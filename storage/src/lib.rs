//! Reference implementations of the repository seams declared in
//! `bitmessage-core`: plain in-memory tables, plus sled-backed stores
//! for the inventory and the known-node registry.

pub mod memory;
pub mod sled_store;

pub use memory::{
    MemoryAddressRepository, MemoryInventoryRepository, MemoryMessageRepository,
    MemoryNodeRegistry, MemoryPowRepository,
};
pub use sled_store::{open_database, SledInventoryRepository, SledNodeRegistry};
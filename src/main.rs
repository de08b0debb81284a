use std::path::PathBuf;
use std::sync::Arc;

use anyhow::Context;
use clap::Parser;
use winit::application::ApplicationHandler;
use winit::dpi::LogicalSize;
use winit::event::{ElementState, WindowEvent};
use winit::event_loop::{ActiveEventLoop, EventLoop, EventLoopProxy};
use winit::keyboard::Key;
use winit::window::{Window, WindowAttributes, WindowId};

use audio_visualizer::audio::CpalPlayer;
use audio_visualizer::cli::{Args, RendererKind};
use audio_visualizer::driver::DriverState;
use audio_visualizer::render::{self, GpuContext, Visualization, CANVAS_HEIGHT, CANVAS_WIDTH};
use audio_visualizer::visualizer::{LoadOutcome, Visualizer};

/// Events delivered to the UI thread from worker threads.
enum AppEvent {
    /// A file finished decoding.
    Loaded(LoadOutcome),
}

struct App {
    window: Option<Arc<Window>>,
    renderer: Option<Box<dyn Visualization>>,
    visualizer: Visualizer<CpalPlayer>,
    renderer_kind: RendererKind,
    initial_file: Option<PathBuf>,
    proxy: EventLoopProxy<AppEvent>,
}

impl App {
    fn new(args: Args, visualizer: Visualizer<CpalPlayer>, proxy: EventLoopProxy<AppEvent>) -> Self {
        Self {
            window: None,
            renderer: None,
            visualizer,
            renderer_kind: args.renderer,
            initial_file: args.file,
            proxy,
        }
    }

    /// A new file selection. Decoding runs on a worker thread and reports
    /// back through `AppEvent::Loaded`.
    fn select(&mut self, file: Option<PathBuf>) {
        let Some(request) = self.visualizer.select_file(file.as_deref()) else {
            return;
        };

        let proxy = self.proxy.clone();
        std::thread::spawn(move || {
            let outcome = request.run();
            if proxy.send_event(AppEvent::Loaded(outcome)).is_err() {
                log::debug!("Event loop closed before decode finished");
            }
        });

        if let Some(w) = &self.window {
            w.request_redraw();
        }
    }

    fn pick_file(&mut self) {
        if let Some(path) = rfd::FileDialog::new()
            .add_filter("MP3 audio", &["mp3"])
            .pick_file()
        {
            self.select(Some(path));
        }
    }
}

fn notify_graphics_failure(err: &render::RenderError) {
    log::error!("Graphics initialisation failed: {err}");
    rfd::MessageDialog::new()
        .set_level(rfd::MessageLevel::Error)
        .set_title("Audio Visualizer")
        .set_description(format!("This system cannot draw the visualizer.\n\n{err}"))
        .set_buttons(rfd::MessageButtons::Ok)
        .show();
}

impl ApplicationHandler<AppEvent> for App {
    fn resumed(&mut self, event_loop: &ActiveEventLoop) {
        // Only initialise once
        if self.window.is_some() {
            return;
        }

        let attrs = WindowAttributes::default()
            .with_title("Audio Visualizer")
            .with_inner_size(LogicalSize::new(CANVAS_WIDTH, CANVAS_HEIGHT))
            .with_resizable(false);

        let window = match event_loop.create_window(attrs) {
            Ok(window) => Arc::new(window),
            Err(e) => {
                log::error!("Failed to create window: {e}");
                event_loop.exit();
                return;
            }
        };

        let gpu = match pollster::block_on(GpuContext::new(window.clone())) {
            Ok(gpu) => gpu,
            Err(e) => {
                notify_graphics_failure(&e);
                event_loop.exit();
                return;
            }
        };

        match render::build(self.renderer_kind, gpu, self.visualizer.bin_count()) {
            Ok(renderer) => self.renderer = Some(renderer),
            Err(e) if e.is_graphics_init_failure() => {
                notify_graphics_failure(&e);
                event_loop.exit();
                return;
            }
            // Already logged; keep playing audio without a picture
            Err(_) => {}
        }

        self.window = Some(window);

        if let Some(path) = self.initial_file.take() {
            self.select(Some(path));
        }
    }

    fn user_event(&mut self, _event_loop: &ActiveEventLoop, event: AppEvent) {
        match event {
            AppEvent::Loaded(outcome) => self.visualizer.finish_load(outcome),
        }
    }

    fn window_event(
        &mut self,
        event_loop: &ActiveEventLoop,
        _window_id: WindowId,
        event: WindowEvent,
    ) {
        match event {
            WindowEvent::CloseRequested => {
                event_loop.exit();
            }

            WindowEvent::Resized(size) => {
                if let Some(r) = &mut self.renderer {
                    r.resize(size);
                }
            }

            WindowEvent::DroppedFile(path) => {
                self.select(Some(path));
            }

            WindowEvent::KeyboardInput { event, .. }
                if event.state == ElementState::Pressed && !event.repeat =>
            {
                if let Key::Character(c) = &event.logical_key {
                    if c.eq_ignore_ascii_case("o") {
                        self.pick_file();
                    }
                }
            }

            WindowEvent::RedrawRequested => {
                if let Some(r) = &mut self.renderer {
                    // Idle windows still need a frame when the OS exposes them
                    if !self.visualizer.tick(r.as_mut()) {
                        self.visualizer.redraw(r.as_mut());
                    }
                }
            }

            _ => {}
        }
    }

    /// Called after all pending events have been processed.
    /// While a frame is scheduled, keep requesting redraws (~vsync rate).
    fn about_to_wait(&mut self, _event_loop: &ActiveEventLoop) {
        if self.renderer.is_none() || self.visualizer.driver_state() != DriverState::Running {
            return;
        }
        if let Some(w) = &self.window {
            w.request_redraw();
        }
    }
}

fn main() -> anyhow::Result<()> {
    env_logger::init();

    let args = Args::parse();
    log::info!("Renderer: {:?}", args.renderer);

    let event_loop = EventLoop::<AppEvent>::with_user_event()
        .build()
        .context("Failed to create event loop")?;

    let visualizer = Visualizer::new(CpalPlayer::new(), args.renderer.window_size())
        .context("Failed to create spectrum analyzer")?;

    // Create a new app and hand it the file picked on the command line
    let mut app = App::new(args, visualizer, event_loop.create_proxy());
    event_loop.run_app(&mut app).context("Event loop error")?;
    Ok(())
}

***

* **Task directions**
If a line in the records above has the word "build", copy it out.

* **Answer section**
        match render::build(self.renderer_kind, gpu, self.visualizer.bin_count()) {
        .build()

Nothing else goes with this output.